Smith kept for England in two ODIs at the end of last summer against Ireland and worked with Andy Flower at the Gulf Giants and the ILT20 over the winter. Flower believes he is ready to keep for England and he will don the gloves for Surrey’s Blast fixtures, which dominate June giving him a chance to work on his wicketkeeping in the lead up to the first Test in July.

“For me, any way you can get in is the most important thing. As things stand, I’m not keeping for Surrey apart from one game so logically it suggests maybe it is more likely to happen as a batter but you never know. I’m definitely happy to keep wicket and would not be fazed doing that either,” Smith says.

Smith has enjoyed the classic Surrey route – Whitgift School on a cricket scholarship and the club’s pathways into the first team and England Lions. He is a talented all-round sportsman who played for AFC Wimbledon until he was 15 before concentrating on cricket. Stewart rates him as easily the best footballer at Surrey. Smith and his Dad are big West Ham fans, travellling home and away to watch their team play and unusually there is no cricket link within the family. Smith is the first to play the sport to any level and says nobody else has any “massive plans” to follow him despite his success.

He first played the game when his parents signed him up for a summer holiday course at Sutton Cricket Club aged six or seven and like many young children of the era he was inspired by the 2005 Ashes. He was only five when the series gripped the nation but still felt its effects.

“I remember my dad buying the box set and I used to watch on repeat and would know word for word the commentary and what happened. My first main bat was the replicate of the bat Kevin Pietersen used. It was always two sizes too big. It was a size 6 when I was six-years-old, too big but stuck with me for a few years. My dad says the first time I went to a cricket match was an ODI before the 2005 Ashes at Lord’s. He says I lasted 30 overs before I was bored. Not bad. It stemmed from there and took off.”

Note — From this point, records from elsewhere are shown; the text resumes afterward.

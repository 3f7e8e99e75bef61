//! Keeps the virtual bucket balances in line with the brokerage's actual cash.
//!
//! For every currency the sum of all bucket balances should equal the
//! balance the brokerage reports. Small drift is netted against the core
//! bucket; larger drift is reported and left for an operator.

use chrono::{DateTime, Duration, Utc};
use rust_decimal::prelude::ToPrimitive;
use rust_decimal::Decimal;
use satellite_core::config::LedgerConfig;
use satellite_core::types::{
    BucketTransaction, LedgerEntry, TransactionFilter, TransactionType, CORE_BUCKET_ID,
};
use satellite_core::{BucketStore, CashManager, LedgerStore, Result, SatelliteStore};
use serde::{Deserialize, Serialize};
use std::collections::BTreeMap;
use std::sync::Arc;
use tracing::{debug, info, warn};

/// Default drift (in currency units) corrected without manual intervention.
pub const DEFAULT_AUTO_CORRECT_THRESHOLD: Decimal = Decimal::from_parts(5, 0, 0, false, 0);

const DIAGNOSE_LOOKBACK_DAYS: i64 = 7;
const DIAGNOSE_MAX_TRANSACTIONS: u32 = 20;

/// Outcome of comparing virtual and actual balances for one currency.
#[derive(Debug, Clone, PartialEq, Serialize, Deserialize)]
pub struct ReconciliationResult {
    pub currency: String,
    pub virtual_total: Decimal,
    pub actual_total: Decimal,
    /// virtual - actual.
    pub difference: Decimal,
    pub is_reconciled: bool,
    /// bucket_id -> adjustment applied.
    pub adjustments_made: BTreeMap<String, Decimal>,
    pub timestamp: DateTime<Utc>,
}

impl ReconciliationResult {
    /// |difference| / actual. Infinite when only the actual side is zero.
    pub fn difference_pct(&self) -> f64 {
        if self.actual_total.is_zero() {
            if self.virtual_total.is_zero() {
                return 0.0;
            }
            return f64::INFINITY;
        }
        (self.difference.abs() / self.actual_total)
            .to_f64()
            .unwrap_or(f64::INFINITY)
    }
}

/// Read-only bundle for investigating a discrepancy.
#[derive(Debug, Clone, Serialize, Deserialize)]
pub struct DiscrepancyDiagnosis {
    pub currency: String,
    pub actual_balance: Decimal,
    pub virtual_total: Decimal,
    pub difference: Decimal,
    /// bucket_id -> non-zero balance.
    pub breakdown: BTreeMap<String, Decimal>,
    /// Newest first.
    pub recent_transactions: Vec<BucketTransaction>,
    pub timestamp: DateTime<Utc>,
}

pub struct ReconciliationService {
    store: Arc<dyn SatelliteStore>,
    auto_correct_threshold: Decimal,
}

impl ReconciliationService {
    pub fn new(store: Arc<dyn SatelliteStore>) -> Self {
        Self {
            store,
            auto_correct_threshold: DEFAULT_AUTO_CORRECT_THRESHOLD,
        }
    }

    pub fn from_config(store: Arc<dyn SatelliteStore>, config: &LedgerConfig) -> Self {
        Self {
            store,
            auto_correct_threshold: config.auto_correct_threshold,
        }
    }

    /// Compare without changing anything. Only an exact match is reconciled.
    pub async fn check_invariant(
        &self,
        currency: &str,
        actual_balance: Decimal,
    ) -> Result<ReconciliationResult> {
        let virtual_total = self.store.get_total_by_currency(currency).await?;
        let difference = virtual_total - actual_balance;

        Ok(ReconciliationResult {
            currency: currency.to_string(),
            virtual_total,
            actual_total: actual_balance,
            difference,
            is_reconciled: difference.is_zero(),
            adjustments_made: BTreeMap::new(),
            timestamp: Utc::now(),
        })
    }

    /// Net drift up to `threshold` (inclusive) against the core bucket.
    ///
    /// Larger drift is reported unreconciled and nothing is changed.
    pub async fn reconcile(
        &self,
        currency: &str,
        actual_balance: Decimal,
        threshold: Option<Decimal>,
    ) -> Result<ReconciliationResult> {
        let threshold = threshold.unwrap_or(self.auto_correct_threshold);
        let mut result = self.check_invariant(currency, actual_balance).await?;

        if result.is_reconciled {
            debug!(currency = %currency, "Reconciliation check passed");
            return Ok(result);
        }

        let difference = result.difference;
        if difference.abs() > threshold {
            warn!(
                currency = %currency,
                virtual_total = %result.virtual_total,
                actual_total = %result.actual_total,
                difference = %difference,
                "Large discrepancy detected. Manual intervention required."
            );
            return Ok(result);
        }

        let adjustment = -difference;
        let entry = LedgerEntry::adjust(
            CORE_BUCKET_ID,
            currency,
            adjustment,
            TransactionType::Reallocation,
        )
        .with_description(Some(format!(
            "Reconciliation adjustment ({} discrepancy)",
            signed_2dp(difference)
        )));
        self.store.apply(&[entry]).await?;

        info!(
            currency = %currency,
            discrepancy = %difference,
            "Auto-corrected discrepancy by adjusting core balance"
        );

        result
            .adjustments_made
            .insert(CORE_BUCKET_ID.to_string(), adjustment);
        result.is_reconciled = true;
        Ok(result)
    }

    /// Reconcile every currency in `actual_balances`, in currency order.
    pub async fn reconcile_all(
        &self,
        actual_balances: &BTreeMap<String, Decimal>,
        threshold: Option<Decimal>,
    ) -> Result<Vec<ReconciliationResult>> {
        let mut results = Vec::with_capacity(actual_balances.len());
        for (currency, actual) in actual_balances {
            results.push(self.reconcile(currency, *actual, threshold).await?);
        }
        Ok(results)
    }

    /// Set core to `actual - sum(non-core balances)` regardless of drift size.
    pub async fn force_reconcile_to_core(
        &self,
        currency: &str,
        actual_balance: Decimal,
    ) -> Result<ReconciliationResult> {
        let mut non_core_total = Decimal::ZERO;
        let mut current_core = Decimal::ZERO;
        for balance in self.store.list_balances(None).await? {
            if balance.currency != currency {
                continue;
            }
            if balance.bucket_id == CORE_BUCKET_ID {
                current_core = balance.balance;
            } else {
                non_core_total += balance.balance;
            }
        }

        let core_should_be = actual_balance - non_core_total;
        let adjustment = core_should_be - current_core;

        let mut adjustments_made = BTreeMap::new();
        if !adjustment.is_zero() {
            let entry = LedgerEntry::set(
                CORE_BUCKET_ID,
                currency,
                core_should_be,
                TransactionType::Reallocation,
            )
            .with_description(Some(format!(
                "Force reconciliation (adjusted from {:.2})",
                current_core
            )));
            self.store.apply(&[entry]).await?;

            warn!(
                currency = %currency,
                old_balance = %current_core,
                new_balance = %core_should_be,
                "Force reconciled core balance"
            );
            adjustments_made.insert(CORE_BUCKET_ID.to_string(), adjustment);
        }

        Ok(ReconciliationResult {
            currency: currency.to_string(),
            virtual_total: actual_balance,
            actual_total: actual_balance,
            difference: Decimal::ZERO,
            is_reconciled: true,
            adjustments_made,
            timestamp: Utc::now(),
        })
    }

    /// Seed core with the brokerage balance for currencies the ledger has never seen.
    ///
    /// A currency is seeded only when its virtual total is zero and the actual
    /// balance is positive, so repeated calls change nothing.
    pub async fn initialize_from_brokerage(
        &self,
        actual_balances: &BTreeMap<String, Decimal>,
    ) -> Result<Vec<ReconciliationResult>> {
        let mut results = Vec::with_capacity(actual_balances.len());

        for (currency, actual) in actual_balances {
            let virtual_total = self.store.get_total_by_currency(currency).await?;

            if virtual_total.is_zero() && *actual > Decimal::ZERO {
                let entry = LedgerEntry::set(
                    CORE_BUCKET_ID,
                    currency.as_str(),
                    *actual,
                    TransactionType::Deposit,
                )
                .with_description(Some("Initial balance from brokerage".into()));
                self.store.apply(&[entry]).await?;

                info!(currency = %currency, balance = %actual, "Initialized core balance");
            }

            results.push(self.check_invariant(currency, *actual).await?);
        }
        Ok(results)
    }

    /// bucket_id -> balance for every bucket holding a non-zero amount of `currency`.
    pub async fn get_balance_breakdown(&self, currency: &str) -> Result<BTreeMap<String, Decimal>> {
        let mut breakdown = BTreeMap::new();
        for bucket in self.store.list_buckets().await? {
            let balance = self.store.get_cash_balance(&bucket.id, currency).await?;
            if !balance.is_zero() {
                breakdown.insert(bucket.id, balance);
            }
        }
        Ok(breakdown)
    }

    pub async fn diagnose_discrepancy(
        &self,
        currency: &str,
        actual_balance: Decimal,
    ) -> Result<DiscrepancyDiagnosis> {
        let breakdown = self.get_balance_breakdown(currency).await?;
        let virtual_total: Decimal = breakdown.values().copied().sum();

        let filter = TransactionFilter::new()
            .currency(currency)
            .since(Utc::now() - Duration::days(DIAGNOSE_LOOKBACK_DAYS))
            .limit(DIAGNOSE_MAX_TRANSACTIONS);
        let recent_transactions = self.store.transactions(&filter).await?;

        Ok(DiscrepancyDiagnosis {
            currency: currency.to_string(),
            actual_balance,
            virtual_total,
            difference: virtual_total - actual_balance,
            breakdown,
            recent_transactions,
            timestamp: Utc::now(),
        })
    }
}

/// `+2.00` / `-2.00`.
fn signed_2dp(value: Decimal) -> String {
    let rounded = value.round_dp(2);
    if rounded.is_sign_negative() {
        format!("{:.2}", rounded)
    } else {
        format!("+{:.2}", rounded)
    }
}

His footballing skills could be why he is so light on his feet at the crease, often advancing at seamers in England to impose himself and negate swing and seam. He averages 40 in first-class cricket, and 45.2 since the start of last season. He is aggressive, looks to assert himself early and credits Surrey and the positive vibe promulgated by McCullum and Ben Stokes for his approach. He speaks their language.

“I have made big strides in the last 18 months. It has come down to the clarity of backing and trusting how I want to play. In 2022 we won the championship and I scored a double hundred at Bristol but that was my only contribution to the season. I felt deflated and was fortunate to be picked on a Lions tour that winter,” he says.

“I went on that trip putting trust back on what I do well which is putting people under pressure rather than thinking I have to bat 200 balls and be tight in defence. It is about imposing myself a bit more and being as positive as I can. It was a mindset shift, not worrying about how someone was trying to get me out. Now my mind is clear. I am thinking not about that but how to score runs. [Bazball] has benefited me a lot. It has made it more simple – you go out there thinking of scoring runs being the be all and end all.”

He credits Foakes with helping his keeping: “We could speak for an hour about that” and works closely with Stewart as well, two good sources for a young keeper. Surrey rate his keeping as high as Bairstow’s at his best but there is a concern that picking him to bat at seven for England will not bring out the best in the strongest aspect of his game, his batting. He will also have to handle extra scrutiny on his keeping but unless England decide to look again at Ollie Pope at No 3, Smith’s only route in the Test side is taking Foakes’s place. With England building to the Ashes, they may feel it is time to trust a 23-year-old, give him time to grow into the role and ultimately be thankful for Sutton Cricket Club running a summer holiday camp all those years ago.